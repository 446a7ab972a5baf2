//! Job model: identifiers, upload objects and the per-job state machine.

use derive_more::{AsRef, Display};
use docflow_opendal::ObjectEntry;
use serde::{Deserialize, Serialize};
use strum::{Display as StrumDisplay, IntoStaticStr};

/// Identifier of a document job, derived from the upload's file stem.
///
/// `uploads/report-2024.pdf` becomes `report-2024`. The derivation is a pure
/// function of the key, so the same upload always maps to the same job.
#[derive(Debug, Clone, PartialEq, Eq, Hash, PartialOrd, Ord)]
#[derive(Display, AsRef, Serialize, Deserialize)]
#[as_ref(str)]
#[serde(transparent)]
pub struct JobId(String);

impl JobId {
    /// Derives the identifier from an object key.
    ///
    /// Returns `None` when the key has no usable file stem, e.g. it ends in
    /// `/`, or the stem would be `.` or `..`.
    pub fn from_key(key: &str) -> Option<Self> {
        let file_name = file_name(key)?;
        let stem = match file_name.rfind('.') {
            Some(idx) if idx > 0 => &file_name[..idx],
            _ => file_name,
        };

        if stem.is_empty() || stem == "." || stem == ".." {
            return None;
        }

        Some(Self(stem.to_owned()))
    }

    /// Returns the identifier as a string slice.
    pub fn as_str(&self) -> &str {
        &self.0
    }
}

/// Returns the last `/`-separated segment of a key, if non-empty.
fn file_name(key: &str) -> Option<&str> {
    key.rsplit('/').next().filter(|name| !name.is_empty())
}

/// A candidate source file in the uploads prefix.
#[derive(Debug, Clone, PartialEq, Eq)]
pub struct UploadObject {
    /// Full object key.
    pub key: String,
    /// Object size in bytes.
    pub size_bytes: u64,
}

impl UploadObject {
    /// Creates a new upload object.
    pub fn new(key: impl Into<String>, size_bytes: u64) -> Self {
        Self {
            key: key.into(),
            size_bytes,
        }
    }

    /// Returns the file extension of the key, without the dot.
    ///
    /// Leading dots do not start an extension, so `.pdf` has none.
    pub fn extension(&self) -> Option<&str> {
        let file_name = file_name(&self.key)?;
        match file_name.rfind('.') {
            Some(idx) if idx > 0 => Some(&file_name[idx + 1..]),
            _ => None,
        }
    }

    /// Derives the job identifier for this upload.
    pub fn job_id(&self) -> Option<JobId> {
        JobId::from_key(&self.key)
    }
}

impl From<ObjectEntry> for UploadObject {
    fn from(entry: ObjectEntry) -> Self {
        Self::new(entry.key, entry.size)
    }
}

/// A discovered job: an eligible upload with no completion marker.
#[derive(Debug, Clone, PartialEq, Eq)]
pub struct Candidate {
    /// Derived job identifier.
    pub job_id: JobId,
    /// Key of the source object.
    pub key: String,
    /// Size of the source object in bytes.
    pub size_bytes: u64,
}

/// Progress of one job within one poll cycle.
///
/// Never persisted: after a restart only the completion marker survives, so
/// anything short of [`Committed`](Self::Committed) starts over.
#[derive(Debug, Clone, Copy, PartialEq, Eq, Hash, PartialOrd, Ord)]
#[derive(StrumDisplay, IntoStaticStr)]
#[strum(serialize_all = "snake_case")]
pub enum JobState {
    Discovered,
    Downloaded,
    Extracted,
    Published,
    Notified,
    Committed,
}

impl JobState {
    /// Returns the stage that moves a job out of this state.
    pub fn pending_stage(self) -> Option<JobStage> {
        match self {
            Self::Discovered => Some(JobStage::Download),
            Self::Downloaded => Some(JobStage::Extract),
            Self::Extracted => Some(JobStage::Publish),
            Self::Published => Some(JobStage::Notify),
            Self::Notified => Some(JobStage::Commit),
            Self::Committed => None,
        }
    }
}

/// A step of job processing; names where a job failed.
#[derive(Debug, Clone, Copy, PartialEq, Eq, Hash)]
#[derive(StrumDisplay, IntoStaticStr)]
#[strum(serialize_all = "snake_case")]
pub enum JobStage {
    Download,
    Extract,
    Render,
    Publish,
    Notify,
    Commit,
}

/// The two external pipeline tools, in the order they run.
#[derive(Debug, Clone, Copy, PartialEq, Eq, Hash)]
#[derive(StrumDisplay, IntoStaticStr)]
#[strum(serialize_all = "snake_case")]
pub enum PipelineStage {
    Extract,
    Render,
}

impl From<PipelineStage> for JobStage {
    fn from(stage: PipelineStage) -> Self {
        match stage {
            PipelineStage::Extract => Self::Extract,
            PipelineStage::Render => Self::Render,
        }
    }
}

#[cfg(test)]
mod tests {
    use super::*;

    fn id(key: &str) -> Option<String> {
        JobId::from_key(key).map(|id| id.as_str().to_owned())
    }

    #[test]
    fn test_job_id_is_file_stem() {
        assert_eq!(id("uploads/doc1.pdf").as_deref(), Some("doc1"));
        assert_eq!(id("uploads/nested/dir/doc2.PDF").as_deref(), Some("doc2"));
        assert_eq!(id("uploads/archive.v2.pdf").as_deref(), Some("archive.v2"));
        assert_eq!(id("uploads/no-extension").as_deref(), Some("no-extension"));
    }

    #[test]
    fn test_job_id_is_deterministic() {
        let key = "uploads/8c2e1f4a-0c55-4a4e-9d0e-2a1c6b1f3e77.pdf";
        assert_eq!(JobId::from_key(key), JobId::from_key(key));
    }

    #[test]
    fn test_job_id_rejects_unusable_stems() {
        assert_eq!(id("uploads/"), None);
        assert_eq!(id(""), None);
        assert_eq!(id("uploads/..pdf"), None);
        assert_eq!(id("uploads/...pdf"), None);
    }

    #[test]
    fn test_extension() {
        assert_eq!(UploadObject::new("uploads/a.pdf", 1).extension(), Some("pdf"));
        assert_eq!(UploadObject::new("uploads/a.PDF", 1).extension(), Some("PDF"));
        assert_eq!(UploadObject::new("uploads/.pdf", 1).extension(), None);
        assert_eq!(UploadObject::new("uploads/a", 1).extension(), None);
    }

    #[test]
    fn test_state_progression() {
        assert_eq!(
            JobState::Discovered.pending_stage(),
            Some(JobStage::Download)
        );
        assert_eq!(JobState::Notified.pending_stage(), Some(JobStage::Commit));
        assert_eq!(JobState::Committed.pending_stage(), None);
        assert!(JobState::Discovered < JobState::Committed);
    }

    #[test]
    fn test_display_names() {
        assert_eq!(JobStage::Notify.to_string(), "notify");
        assert_eq!(JobState::Published.to_string(), "published");
        assert_eq!(JobId::from_key("uploads/doc1.pdf").unwrap().to_string(), "doc1");
    }
}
##############################
**What is expected**
The answer should reproduce all of the data without any alteration.

**Output for this task**
repository 446a7ab972a5baf2
//! Job model: identifiers, upload objects and the per-job state machine.

use derive_more::{AsRef, Display};
use docflow_opendal::ObjectEntry;
use serde::{Deserialize, Serialize};
use strum::{Display as StrumDisplay, IntoStaticStr};

/// Identifier of a document job, derived from the upload's file stem.
///
/// `uploads/report-2024.pdf` becomes `report-2024`. The derivation is a pure
/// function of the key, so the same upload always maps to the same job.
#[derive(Debug, Clone, PartialEq, Eq, Hash, PartialOrd, Ord)]
#[derive(Display, AsRef, Serialize, Deserialize)]
#[as_ref(str)]
#[serde(transparent)]
pub struct JobId(String);

impl JobId {
    /// Derives the identifier from an object key.
    ///
    /// Returns `None` when the key has no usable file stem, e.g. it ends in
    /// `/`, or the stem would be `.` or `..`.
    pub fn from_key(key: &str) -> Option<Self> {
        let file_name = file_name(key)?;
        let stem = match file_name.rfind('.') {
            Some(idx) if idx > 0 => &file_name[..idx],
            _ => file_name,
        };

        if stem.is_empty() || stem == "." || stem == ".." {
            return None;
        }

        Some(Self(stem.to_owned()))
    }

    /// Returns the identifier as a string slice.
    pub fn as_str(&self) -> &str {
        &self.0
    }
}

/// Returns the last `/`-separated segment of a key, if non-empty.
fn file_name(key: &str) -> Option<&str> {
    key.rsplit('/').next().filter(|name| !name.is_empty())
}

/// A candidate source file in the uploads prefix.
#[derive(Debug, Clone, PartialEq, Eq)]
pub struct UploadObject {
    /// Full object key.
    pub key: String,
    /// Object size in bytes.
    pub size_bytes: u64,
}

impl UploadObject {
    /// Creates a new upload object.
    pub fn new(key: impl Into<String>, size_bytes: u64) -> Self {
        Self {
            key: key.into(),
            size_bytes,
        }
    }

    /// Returns the file extension of the key, without the dot.
    ///
    /// Leading dots do not start an extension, so `.pdf` has none.
    pub fn extension(&self) -> Option<&str> {
        let file_name = file_name(&self.key)?;
        match file_name.rfind('.') {
            Some(idx) if idx > 0 => Some(&file_name[idx + 1..]),
            _ => None,
        }
    }

    /// Derives the job identifier for this upload.
    pub fn job_id(&self) -> Option<JobId> {
        JobId::from_key(&self.key)
    }
}

impl From<ObjectEntry> for UploadObject {
    fn from(entry: ObjectEntry) -> Self {
        Self::new(entry.key, entry.size)
    }
}

/// A discovered job: an eligible upload with no completion marker.
#[derive(Debug, Clone, PartialEq, Eq)]
pub struct Candidate {
    /// Derived job identifier.
    pub job_id: JobId,
    /// Key of the source object.
    pub key: String,
    /// Size of the source object in bytes.
    pub size_bytes: u64,
}

/// Progress of one job within one poll cycle.
///
/// Never persisted: after a restart only the completion marker survives, so
/// anything short of [`Committed`](Self::Committed) starts over.
#[derive(Debug, Clone, Copy, PartialEq, Eq, Hash, PartialOrd, Ord)]
#[derive(StrumDisplay, IntoStaticStr)]
#[strum(serialize_all = "snake_case")]
pub enum JobState {
    Discovered,
    Downloaded,
    Extracted,
    Published,
    Notified,
    Committed,
}

impl JobState {
    /// Returns the stage that moves a job out of this state.
    pub fn pending_stage(self) -> Option<JobStage> {
        match self {
            Self::Discovered => Some(JobStage::Download),
            Self::Downloaded => Some(JobStage::Extract),
            Self::Extracted => Some(JobStage::Publish),
            Self::Published => Some(JobStage::Notify),
            Self::Notified => Some(JobStage::Commit),
            Self::Committed => None,
        }
    }
}

/// A step of job processing; names where a job failed.
#[derive(Debug, Clone, Copy, PartialEq, Eq, Hash)]
#[derive(StrumDisplay, IntoStaticStr)]
#[strum(serialize_all = "snake_case")]
pub enum JobStage {
    Download,
    Extract,
    Render,
    Publish,
    Notify,
    Commit,
}

/// The two external pipeline tools, in the order they run.
#[derive(Debug, Clone, Copy, PartialEq, Eq, Hash)]
#[derive(StrumDisplay, IntoStaticStr)]
#[strum(serialize_all = "snake_case")]
pub enum PipelineStage {
    Extract,
    Render,
}

impl From<PipelineStage> for JobStage {
    fn from(stage: PipelineStage) -> Self {
        match stage {
            PipelineStage::Extract => Self::Extract,
            PipelineStage::Render => Self::Render,
        }
    }
}

#[cfg(test)]
mod tests {
    use super::*;

    fn id(key: &str) -> Option<String> {
        JobId::from_key(key).map(|id| id.as_str().to_owned())
    }

    #[test]
    fn test_job_id_is_file_stem() {
        assert_eq!(id("uploads/doc1.pdf").as_deref(), Some("doc1"));
        assert_eq!(id("uploads/nested/dir/doc2.PDF").as_deref(), Some("doc2"));
        assert_eq!(id("uploads/archive.v2.pdf").as_deref(), Some("archive.v2"));
        assert_eq!(id("uploads/no-extension").as_deref(), Some("no-extension"));
    }

    #[test]
    fn test_job_id_is_deterministic() {
        let key = "uploads/8c2e1f4a-0c55-4a4e-9d0e-2a1c6b1f3e77.pdf";
        assert_eq!(JobId::from_key(key), JobId::from_key(key));
    }

    #[test]
    fn test_job_id_rejects_unusable_stems() {
        assert_eq!(id("uploads/"), None);
        assert_eq!(id(""), None);
        assert_eq!(id("uploads/..pdf"), None);
        assert_eq!(id("uploads/...pdf"), None);
    }

    #[test]
    fn test_extension() {
        assert_eq!(UploadObject::new("uploads/a.pdf", 1).extension(), Some("pdf"));
        assert_eq!(UploadObject::new("uploads/a.PDF", 1).extension(), Some("PDF"));
        assert_eq!(UploadObject::new("uploads/.pdf", 1).extension(), None);
        assert_eq!(UploadObject::new("uploads/a", 1).extension(), None);
    }

    #[test]
    fn test_state_progression() {
        assert_eq!(
            JobState::Discovered.pending_stage(),
            Some(JobStage::Download)
        );
        assert_eq!(JobState::Notified.pending_stage(), Some(JobStage::Commit));
        assert_eq!(JobState::Committed.pending_stage(), None);
        assert!(JobState::Discovered < JobState::Committed);
    }

    #[test]
    fn test_display_names() {
        assert_eq!(JobStage::Notify.to_string(), "notify");
        assert_eq!(JobState::Published.to_string(), "published");
        assert_eq!(JobId::from_key("uploads/doc1.pdf").unwrap().to_string(), "doc1");
    }
}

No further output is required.